Councillors split on how to spend £500,000 of unused fuel poverty cash

A Labour councillor called for some of the funds to go towards providing food for children during the February school break.

Glasgow councillors split on how to spend £500,000 of unused fuel poverty cash iStock

Councillors have disagreed on how to spend part of £500,000 worth of cash left over from a fuel poverty fund that was not handed out in Glasgow.

It is recommended £200,000 go to children’s services to help families before they reach crisis and £300,000 be invested in child poverty pathfinder projects to support kids.

But Labour councillor Jill Pidgeon called for £60,000 of the £300,000 to be spent on providing food for children during the February school break.

The holiday food programme runs when schools are off but was cancelled for the upcoming February due to lack of money, according to councillor Pidgeon.

A meeting on Thursday decided the £500,000 allocation will be stalled until a later date to allow more time for officials to consider whether the diversion of the funds is possible.

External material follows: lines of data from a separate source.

use crate::taxonomy::UNKNOWN_CODE;

use super::config::MetricsConfig;
use super::series::{in_codes, total, MonthlySeries, Window};
use super::{MetricMap, MetricValue};

pub fn calculate(window: &Window, config: &MetricsConfig, out: &mut MetricMap) {
    let classes = &config.expenses;
    let other = config.other_expense_codes();

    let non_disc = MonthlySeries::from_txns(window.debits_in(&classes.non_discretionary));
    let disc = MonthlySeries::from_txns(window.debits_in(&classes.discretionary));
    let other_monthly = MonthlySeries::from_txns(window.debits_in(other));

    // Shares are over categorized outflow; UNKNOWN debits stay out of the
    // denominator.
    let categorized = total(window.debits().filter(|c| c.decision.code != UNKNOWN_CODE));
    let non_disc_total = total(window.debits_in(&classes.non_discretionary));
    let disc_total = total(window.debits_in(&classes.discretionary));

    out.insert("ME012", MetricValue::money(non_disc.mean()));
    out.insert("ME013", MetricValue::percent(non_disc_total, categorized));
    out.insert("ME014", MetricValue::money(disc.mean()));
    out.insert("ME015", MetricValue::percent(disc_total, categorized));
    out.insert("ME016", MetricValue::money(other_monthly.mean()));

    out.insert(
        "ME034",
        MetricValue::money(MonthlySeries::from_txns(window.debits()).mean()),
    );
    let non_liability = window
        .debits()
        .filter(|c| !in_codes(&classes.liabilities, &c.decision.code));
    out.insert(
        "ME039",
        MetricValue::money(MonthlySeries::from_txns(non_liability).mean()),
    );
}
use comfy_table::{Cell, Table};
use rusqlite::Connection;

use crate::db::{deactivate_rule, insert_rule};
use crate::error::{Result, TallyError};
use crate::fmt::confidence as fmt_confidence;
use crate::models::Direction;
use crate::rules::{MatchType, Rule, RuleMatcher, DEFAULT_RULE_CONFIDENCE};
use crate::session::{load_taxonomy, open_database};
use crate::settings::load_settings;
use crate::taxonomy::Taxonomy;

fn open() -> Result<(Connection, Taxonomy)> {
    let settings = load_settings()?;
    let conn = open_database(&settings)?;
    let taxonomy = load_taxonomy(&settings)?;
    Ok((conn, taxonomy))
}

pub fn add(
    pattern: &str,
    code: &str,
    match_type: &str,
    priority: i64,
    confidence: Option<f64>,
    direction: Option<&str>,
) -> Result<()> {
    let (conn, taxonomy) = open()?;
    let invalid = |reason: String| TallyError::InvalidRule {
        pattern: pattern.to_string(),
        reason,
    };
    let match_type = MatchType::parse(match_type)
        .ok_or_else(|| invalid(format!("unknown match type '{match_type}'")))?;
    let direction = match direction {
        Some(d) => Some(Direction::parse(d).ok_or_else(|| invalid(format!("unknown direction '{d}'")))?),
        None => None,
    };
    let rule = Rule {
        id: None,
        pattern: pattern.to_string(),
        match_type,
        code: code.to_string(),
        confidence: confidence.unwrap_or(DEFAULT_RULE_CONFIDENCE),
        priority,
        direction,
    };
    // Compiles the pattern and checks code, direction and confidence.
    RuleMatcher::new(vec![rule.clone()], &taxonomy)?;

    let id = insert_rule(&conn, &rule)?;
    println!(
        "Added rule {id}: '{pattern}' \u{2192} {code} ({})",
        taxonomy.name_of(code)
    );
    Ok(())
}

pub fn list() -> Result<()> {
    let (conn, taxonomy) = open()?;
    let mut stmt = conn.prepare(
        "SELECT id, pattern, match_type, code, confidence, direction, priority, hit_count \
         FROM rules WHERE is_active = 1 ORDER BY priority DESC, id",
    )?;
    let rows: Vec<(i64, String, String, String, f64, Option<String>, i64, i64)> = stmt
        .query_map([], |row| {
            Ok((
                row.get(0)?,
                row.get(1)?,
                row.get(2)?,
                row.get(3)?,
                row.get(4)?,
                row.get(5)?,
                row.get(6)?,
                row.get(7)?,
            ))
        })?
        .collect::<std::result::Result<Vec<_>, _>>()?;

    let mut table = Table::new();
    table.set_header(vec!["ID", "Pattern", "Type", "Code", "Category", "Conf", "Dir", "Priority", "Hits"]);
    for (id, pattern, match_type, code, confidence, direction, priority, hits) in rows {
        let name = taxonomy.name_of(&code).to_string();
        table.add_row(vec![
            Cell::new(id),
            Cell::new(pattern),
            Cell::new(match_type),
            Cell::new(code),
            Cell::new(name),
            Cell::new(fmt_confidence(confidence)),
            Cell::new(direction.unwrap_or_else(|| "any".into())),
            Cell::new(priority),
            Cell::new(hits),
        ]);
    }
    println!("Rules\n{table}");
    Ok(())
}

pub fn delete(id: i64) -> Result<()> {
    let (conn, _) = open()?;
    if deactivate_rule(&conn, id)? {
        println!("Deactivated rule {id}");
        Ok(())
    } else {
        Err(TallyError::Other(format!("No active rule with ID {id}")))
    }
}
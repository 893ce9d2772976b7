use colored::Colorize;
use comfy_table::{Cell, Table};

use crate::db::get_metadata;
use crate::error::{Result, TallyError};
use crate::fmt::confidence as fmt_confidence;
use crate::normalizer::normalize_description;
use crate::session::{Session, SessionOptions};

fn offline_session() -> Result<Session> {
    Session::open(&SessionOptions {
        offline: true,
        ..SessionOptions::default()
    })
}

pub fn list(limit: usize) -> Result<()> {
    let session = offline_session()?;
    let mut table = Table::new();
    table.set_header(vec!["Key", "Code", "Category", "Conf", "Hits", "Source", "Last used"]);
    for p in session.cache.top_patterns(limit) {
        table.add_row(vec![
            Cell::new(&p.key),
            Cell::new(&p.code),
            Cell::new(session.taxonomy.name_of(&p.code)),
            Cell::new(fmt_confidence(p.confidence)),
            Cell::new(p.hit_count),
            Cell::new(&p.source),
            Cell::new(p.last_used.as_deref().unwrap_or("-")),
        ]);
    }
    println!("Learned patterns ({} total)\n{table}", session.cache.len());
    Ok(())
}

pub fn stats() -> Result<()> {
    let session = offline_session()?;
    let stats = session.cache.stats();
    let counter = |key: &str| -> Result<u64> {
        Ok(get_metadata(session.conn(), key)?
            .and_then(|v| v.parse().ok())
            .unwrap_or(0))
    };
    let lookups = counter("cache_lookups")?;
    let hits = counter("cache_hits")?;
    let hit_rate = if lookups > 0 { hits as f64 / lookups as f64 * 100.0 } else { 0.0 };

    println!("Patterns:        {}", stats.patterns);
    println!("Lookups:         {lookups}");
    println!("Hits:            {hits}");
    println!("Hit rate:        {hit_rate:.1}%");
    println!("Calls saved:     {hits}");

    let mut table = Table::new();
    table.set_header(vec!["Code", "Category", "Patterns"]);
    for (code, count) in &stats.by_code {
        table.add_row(vec![
            Cell::new(code),
            Cell::new(session.taxonomy.name_of(code)),
            Cell::new(count),
        ]);
    }
    println!("{table}");
    Ok(())
}

/// Rebinds a key. Accepts either a stored key or a raw description.
pub fn retrain(key: &str, code: &str, confidence: f64) -> Result<()> {
    if !(0.0..=1.0).contains(&confidence) {
        return Err(TallyError::Other(format!("confidence must be between 0 and 1, got {confidence}")));
    }
    let session = offline_session()?;
    if !session.taxonomy.contains(code) {
        return Err(TallyError::UnknownCategory(code.to_string()));
    }
    let key = if session.cache.get(key).is_some() {
        key.to_string()
    } else {
        normalize_description(key).as_str().to_string()
    };
    if key.is_empty() {
        return Err(TallyError::Other("key normalizes to nothing".into()));
    }
    let previous = session.cache.retrain(&key, code, confidence)?;
    session.finish()?;
    match previous {
        Some(old) if old != code => println!("Retrained '{key}': {old} \u{2192} {}", code.green()),
        Some(_) => println!("'{key}' already maps to {code}"),
        None => println!("Learned '{key}' \u{2192} {}", code.green()),
    }
    Ok(())
}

Discussing the £500,000 underspend from a total of a £1m fuel fund, city treasurer and SNP councillor Ricky Bell said: “When we first allocated that money there wasn’t much help for people in that space.”

Speaking at the city administration committee on Thursday, Bell said the subsequent availability of UK and Scottish Government funding meant demand reduced for the council’s Glasgow Fuel Support project for last year.

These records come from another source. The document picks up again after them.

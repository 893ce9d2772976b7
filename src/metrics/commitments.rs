use crate::models::AccountData;

use super::config::MetricsConfig;
use super::series::{count_merchants, frequency_of, group_by_source, MonthlySeries, Window};
use super::{MetricMap, MetricValue};

pub fn calculate(
    window: &Window,
    config: &MetricsConfig,
    account: Option<&AccountData>,
    out: &mut MetricMap,
) {
    let lenders = &config.expenses.lenders;
    out.insert(
        "ME008",
        MetricValue::money(MonthlySeries::from_txns(window.debits_in(lenders)).mean()),
    );
    out.insert("ME009", MetricValue::count(count_merchants(window.debits_in(lenders))));

    let (limit, balance) = match account {
        Some(a) => (
            MetricValue::money(a.credit_card_limits.iter().sum()),
            MetricValue::money(a.credit_card_balances.iter().sum()),
        ),
        None => (MetricValue::Null, MetricValue::Null),
    };
    out.insert("ME010", limit);
    out.insert("ME011", balance);

    out.insert("ME046", ongoing_lender_payments(window, config));
    out.insert("ME048", ongoing_mortgage_payment(window, config));
}

/// Mean monthly outflow to lenders paid on a detectable schedule. Null when
/// there are lender payments but none of them recur.
fn ongoing_lender_payments(window: &Window, config: &MetricsConfig) -> MetricValue {
    let groups = group_by_source(window.debits_in(&config.expenses.lenders));
    if groups.is_empty() {
        return MetricValue::money(0.0);
    }
    let mut ongoing = MonthlySeries::default();
    let mut recurring = 0;
    for group in groups.values() {
        if frequency_of(group, config).is_some() {
            ongoing.merge(&MonthlySeries::from_txns(group.iter().copied()));
            recurring += 1;
        }
    }
    if recurring == 0 {
        return MetricValue::Null;
    }
    MetricValue::money(ongoing.mean())
}

fn ongoing_mortgage_payment(window: &Window, config: &MetricsConfig) -> MetricValue {
    let payments: Vec<_> = window
        .debits()
        .filter(|c| c.decision.code == config.codes.mortgage)
        .collect();
    if payments.is_empty() {
        return MetricValue::money(0.0);
    }
    match frequency_of(&payments, config) {
        Some(_) => MetricValue::money(MonthlySeries::from_txns(payments.into_iter()).mean()),
        None => MetricValue::Null,
    }
}
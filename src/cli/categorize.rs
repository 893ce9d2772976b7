use std::path::Path;

use colored::Colorize;
use comfy_table::{Cell, Table};

use crate::batch::{BatchProcessor, CustomerInput, RecordOutcome};
use crate::cascade::CancelFlag;
use crate::error::Result;
use crate::fmt::{confidence, money};
use crate::importer::read_customer_file;
use crate::session::{Session, SessionOptions};

pub fn run(file: &Path, offline: bool) -> Result<()> {
    let session = Session::open(&SessionOptions {
        offline,
        ..SessionOptions::default()
    })?;
    let input = CustomerInput {
        file: read_customer_file(file)?,
        account: None,
    };
    let processor = BatchProcessor::new(&session.cascade, &session.engine, 1);
    session.cascade.begin_batch();
    let result = processor.process_customer(&input, &CancelFlag::default());

    let mut table = Table::new();
    table.set_header(vec!["Line", "Date", "Description", "Amount", "Code", "Category", "Conf", "Source"]);
    for record in &result.records {
        let (date, description, amount) = match &record.txn {
            Some(t) => (t.date.to_string(), t.description.clone(), money(t.amount)),
            None => (String::new(), String::new(), String::new()),
        };
        let row = match &record.outcome {
            RecordOutcome::Decided(d) if d.is_unknown() => vec![
                d.code.yellow().to_string(),
                d.reason.map(|r| r.as_str()).unwrap_or_default().to_string(),
                confidence(d.confidence),
                d.source.as_str().to_string(),
            ],
            RecordOutcome::Decided(d) => vec![
                d.code.clone(),
                session.taxonomy.name_of(&d.code).to_string(),
                confidence(d.confidence),
                d.source.as_str().to_string(),
            ],
            RecordOutcome::Rejected(e) => vec![
                "REJECTED".red().to_string(),
                e.to_string(),
                String::new(),
                String::new(),
            ],
            RecordOutcome::Skipped => vec!["-".to_string(), String::new(), String::new(), String::new()],
        };
        let mut cells = vec![
            Cell::new(record.line),
            Cell::new(date),
            Cell::new(description),
            Cell::new(amount),
        ];
        cells.extend(row.into_iter().map(Cell::new));
        table.add_row(cells);
    }
    println!("{}", result.customer_id.bold());
    println!("{table}");
    println!(
        "{} decided, {} rejected",
        result.decided(),
        result.rejected()
    );

    session.finish()?;
    Ok(())
}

He said: “We found the demand for fuel vouchers diminished.”

Councillor Bell said the funds should be reallocated to ensure the money reaches families who are in difficulty across the city.

After the proposal was put forward, councillor Pidgeon introduced an amendment calling for £60,000 to be diverted to reinstate the February holiday food programme.

Councillor Bell voiced concern whether organisations would be able to deliver the scheme in time.

Councillor Pidgeon said she believes there is still time to roll it out.”

The Labour amendment said: “February is a difficult time for families just after Christmas.

“We are still in a cost of living crisis.”

Council leader Susan Aitken, who chaired the meeting, said the late amendment was “extremely last minute,” which she branded “unacceptable.”

The paper will be brought back to the committee at a later date after councillor Pidgeon asked for a delay.

The £1m Glasgow Fuel Support Programme was part of a £3m Cost of Living Crisis Support Fund from the council made available in the financial year 2022 to 2023.